A compressor-decompressor is software (usually) that takes massive image files and video data streams and makes them small and manageable. Nvidia's Maxine replaces the CODEC and that really could change a whole lot of things in the coming years.
I was talking to Dr Andrew Chen of New Zealand Covid contact tracing fame about Maxine. Andrew is also interested in AI and its use in, for example, facial recognition in CCTV systems, which is likely to open up a number of ethical cans of worms.
The early claims by Nvidia on how efficient Maxine is compared to CODECs are impressive. By sending only keyframes and points of people's faces and how they move during video calls and then using AI to recreate the image, you use about a tenth of the amount of data with Maxine that CODEC-based systems do. What that means is high quality on low-bandwidth connections, and the ability to build massive cloud-based systems using micro services.
But wait, there's more, as the TV shouts at you if you turn on free-to-air during the day: Maxine can take key facial points of people in video calls and re-animate them with a machine learning technique called generative adversarial networks, with very realistic results.
More realistic virtual backgrounds, removing or adding background sounds, and very creative avatars should be coming to the video calls you're guaranteed to be in next year thanks to Covid-19. Real-time translation and captioning too, which might make the painfully unintelligible video calls that happen regularly tolerable.
Maxine has a side-kick AI framework called Jarvis that developers can use to build human-like virtual assistants, which you might be able to program to take part in video calls while you do something healthier like going for a run.
If you actually need to pop into the call, this could be done via your smartphone where the video call application hides that you're outside, sweaty and out of breath as lockdown made you even less fit than before. Just an idea, I haven't tried Maxine to see if it can do that yet.
Using AI like this is not a new idea, and it opens up a great deal of possibilities, but raises some questions at the same time.

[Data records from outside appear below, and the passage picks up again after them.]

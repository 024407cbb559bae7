//! Agentic boundary-policy detection.
//!
//! A two-step decision pipeline: a policy model proposes a policy and may
//! request delegation to an external tool; when it does, the tool's verdict
//! replaces the model's. Any failure along the way surfaces as an error so
//! the arbiter can fall back to the deterministic classifier.

use std::sync::Arc;

use serde::Deserialize;
use serde_json::{json, Value};
use tracing::{debug, info};

use crate::clients::{PolicyModel, ToolInvoker};
use crate::error::EngineError;
use crate::types::{BoundaryPolicy, DecisionSource, PolicyDecision};

/// Tool consulted when the model delegates without naming one.
const DEFAULT_TOOL: &str = "detect_chunk_boundary_policy";

/// How much of an unparsable model response to keep in the error.
const RAW_PREVIEW_CHARS: usize = 120;

/// The JSON shape the model is instructed to answer with.
#[derive(Debug, Deserialize)]
struct ModelVerdict {
    policy: Option<String>,
    #[serde(default)]
    reason: String,
    #[serde(default)]
    use_tool: bool,
    #[serde(default)]
    tool_name: Option<String>,
    #[serde(default)]
    tool_args: Option<Value>,
}

/// Model-plus-tool decision pipeline.
///
/// Built once by the service startup path and shared by handle; read-only
/// after construction and safe across concurrent detections.
pub struct AgenticDetector {
    model: Arc<dyn PolicyModel>,
    tool: Option<Arc<dyn ToolInvoker>>,
}

impl AgenticDetector {
    pub fn new(model: Arc<dyn PolicyModel>) -> Self {
        Self { model, tool: None }
    }

    /// Attach a tool invoker for delegated decisions.
    pub fn with_tool(mut self, tool: Arc<dyn ToolInvoker>) -> Self {
        self.tool = Some(tool);
        self
    }

    /// Ask the pipeline for a policy decision.
    ///
    /// Errors when the model call fails, its answer is not the expected JSON
    /// shape, or a requested tool delegation cannot be completed. The caller
    /// treats any error as "try the next stage".
    pub async fn decide(
        &self,
        note: &str,
        metadata: &Value,
        default_policy: BoundaryPolicy,
    ) -> Result<PolicyDecision, EngineError> {
        let prompt = build_prompt(note, metadata);
        debug!(note_chars = note.len(), "asking policy model");
        let raw = self.model.complete(&prompt).await?;

        let verdict: ModelVerdict = serde_json::from_str(raw.trim()).map_err(|_| {
            let preview: String = raw.chars().take(RAW_PREVIEW_CHARS).collect();
            EngineError::ExternalService(format!("unparsable model response: {preview}"))
        })?;

        if verdict.use_tool {
            return self.delegate(&verdict, note, metadata, default_policy).await;
        }

        let policy = match &verdict.policy {
            Some(raw_policy) => BoundaryPolicy::parse_or(raw_policy, default_policy),
            None => default_policy,
        };
        let reason = if verdict.reason.is_empty() {
            "agentic decision".to_string()
        } else {
            verdict.reason
        };
        info!(policy = %policy, "model decided directly");
        Ok(PolicyDecision::new(policy, reason, DecisionSource::Detector))
    }

    /// Hand the decision to the external tool named by the model.
    async fn delegate(
        &self,
        verdict: &ModelVerdict,
        note: &str,
        metadata: &Value,
        default_policy: BoundaryPolicy,
    ) -> Result<PolicyDecision, EngineError> {
        let tool = self
            .tool
            .as_ref()
            .ok_or(EngineError::Configuration("tool invoker"))?;
        let tool_name = verdict.tool_name.as_deref().unwrap_or(DEFAULT_TOOL);

        let mut args = match &verdict.tool_args {
            Some(Value::Object(map)) => map.clone(),
            _ => serde_json::Map::new(),
        };
        // The tool always sees the note and metadata, even when the model
        // left them out of its arguments.
        args.entry("note").or_insert_with(|| json!(note));
        args.entry("metadata").or_insert_with(|| metadata.clone());

        info!(tool = tool_name, "delegating policy decision to tool");
        let outcome = tool.call(tool_name, Value::Object(args)).await?;

        let policy = match &outcome.policy {
            Some(raw_policy) => BoundaryPolicy::parse_or(raw_policy, default_policy),
            None => default_policy,
        };
        let reason = if outcome.reason.is_empty() {
            verdict.reason.clone()
        } else {
            outcome.reason
        };
        let reason = if reason.is_empty() {
            format!("tool {tool_name} decision")
        } else {
            reason
        };
        Ok(PolicyDecision::new(policy, reason, DecisionSource::Tool).with_tool(tool_name))
    }
}

fn build_prompt(note: &str, metadata: &Value) -> String {
    let policies = BoundaryPolicy::names().join(", ");
    format!(
        "You are a chunk policy specialist. Choose the best chunk boundary policy \
         for retrieval augmented generation.\n\
         Policies: {policies}. If you require deterministic heuristics, set \
         use_tool=true and call the tool '{DEFAULT_TOOL}'.\n\
         Respond strictly as JSON with keys: policy (string|null), reason (string), \
         use_tool (bool), tool_name (string|null), tool_args (object).\n\n\
         Note:\n{note}\n\nMetadata:\n{metadata}\n"
    )
}

#[cfg(test)]
mod tests {
    use super::*;
    use async_trait::async_trait;
    use crate::clients::ToolOutcome;

    struct ScriptedModel(String);

    #[async_trait]
    impl PolicyModel for ScriptedModel {
        async fn complete(&self, _prompt: &str) -> Result<String, EngineError> {
            Ok(self.0.clone())
        }
    }

    struct FailingModel;

    #[async_trait]
    impl PolicyModel for FailingModel {
        async fn complete(&self, _prompt: &str) -> Result<String, EngineError> {
            Err(EngineError::ExternalService("model offline".into()))
        }
    }

    struct ScriptedTool {
        policy: Option<&'static str>,
    }

    #[async_trait]
    impl ToolInvoker for ScriptedTool {
        async fn call(&self, _tool: &str, args: Value) -> Result<ToolOutcome, EngineError> {
            // The detector must seed the note into tool args.
            assert!(args.get("note").is_some());
            Ok(ToolOutcome {
                policy: self.policy.map(String::from),
                reason: "tool says so".to_string(),
            })
        }
    }

    fn detector(model: impl PolicyModel + 'static) -> AgenticDetector {
        AgenticDetector::new(Arc::new(model))
    }

    #[tokio::test]
    async fn direct_model_answer_becomes_detector_decision() {
        let det = detector(ScriptedModel(
            r#"{"policy": "sentence_first", "reason": "short prose", "use_tool": false}"#.into(),
        ));
        let decision = det
            .decide("note", &json!({}), BoundaryPolicy::DEFAULT)
            .await
            .unwrap();
        assert_eq!(decision.policy, BoundaryPolicy::SentenceFirst);
        assert_eq!(decision.source, DecisionSource::Detector);
        assert_eq!(decision.reason, "short prose");
        assert!(decision.tool_used.is_none());
    }

    #[tokio::test]
    async fn unknown_policy_string_falls_back_to_default() {
        let det = detector(ScriptedModel(
            r#"{"policy": "galaxy_brain", "reason": "?", "use_tool": false}"#.into(),
        ));
        let decision = det
            .decide("note", &json!({}), BoundaryPolicy::MinimalWords)
            .await
            .unwrap();
        assert_eq!(decision.policy, BoundaryPolicy::MinimalWords);
    }

    #[tokio::test]
    async fn unparsable_answer_is_an_error_with_preview() {
        let det = detector(ScriptedModel("definitely not json".into()));
        let err = det
            .decide("note", &json!({}), BoundaryPolicy::DEFAULT)
            .await
            .unwrap_err();
        assert!(err.to_string().contains("definitely not json"));
    }

    #[tokio::test]
    async fn model_failure_propagates() {
        let det = detector(FailingModel);
        assert!(det
            .decide("note", &json!({}), BoundaryPolicy::DEFAULT)
            .await
            .is_err());
    }

    #[tokio::test]
    async fn tool_delegation_uses_the_tool_verdict() {
        let det = detector(ScriptedModel(
            r#"{"policy": "sentence_first", "reason": "unsure", "use_tool": true}"#.into(),
        ))
        .with_tool(Arc::new(ScriptedTool {
            policy: Some("headings_lists"),
        }));
        let decision = det
            .decide("- a list", &json!({"kind": "note"}), BoundaryPolicy::DEFAULT)
            .await
            .unwrap();
        assert_eq!(decision.policy, BoundaryPolicy::HeadingsLists);
        assert_eq!(decision.source, DecisionSource::Tool);
        assert_eq!(decision.tool_used.as_deref(), Some(DEFAULT_TOOL));
        assert_eq!(decision.reason, "tool says so");
    }

    #[tokio::test]
    async fn delegation_without_invoker_is_a_configuration_error() {
        let det = detector(ScriptedModel(r#"{"use_tool": true}"#.into()));
        let err = det
            .decide("note", &json!({}), BoundaryPolicy::DEFAULT)
            .await
            .unwrap_err();
        assert!(matches!(err, EngineError::Configuration(_)));
    }
}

Like, what are we and will we be watching? It's clearly not the real world. Can this be abused?
Chen mentioned the risk of your keyframes and maybe identifying points on faces being nicked by attackers and used to reanimate and impersonate people.
That's one of those rich pickings situations, because if you get a video call from someone you know, and the image looks and sounds like that person, well ... you're going to think that's the person you know and be duped. Your favourite politician calling you unexpectedly, or the bank manager with a credit application.
Real-time deepfakes could be next in other words, and we need protective features in our apps to identify them and alert us. Somewhat ironically, these are also AI-based but worryingly thin on the ground so far.
Either way, the AI fidelity future is coming at us rapidly. If I were a developer doing games, messaging, graphics, audio, you name it, it's the area I'd put money and effort into.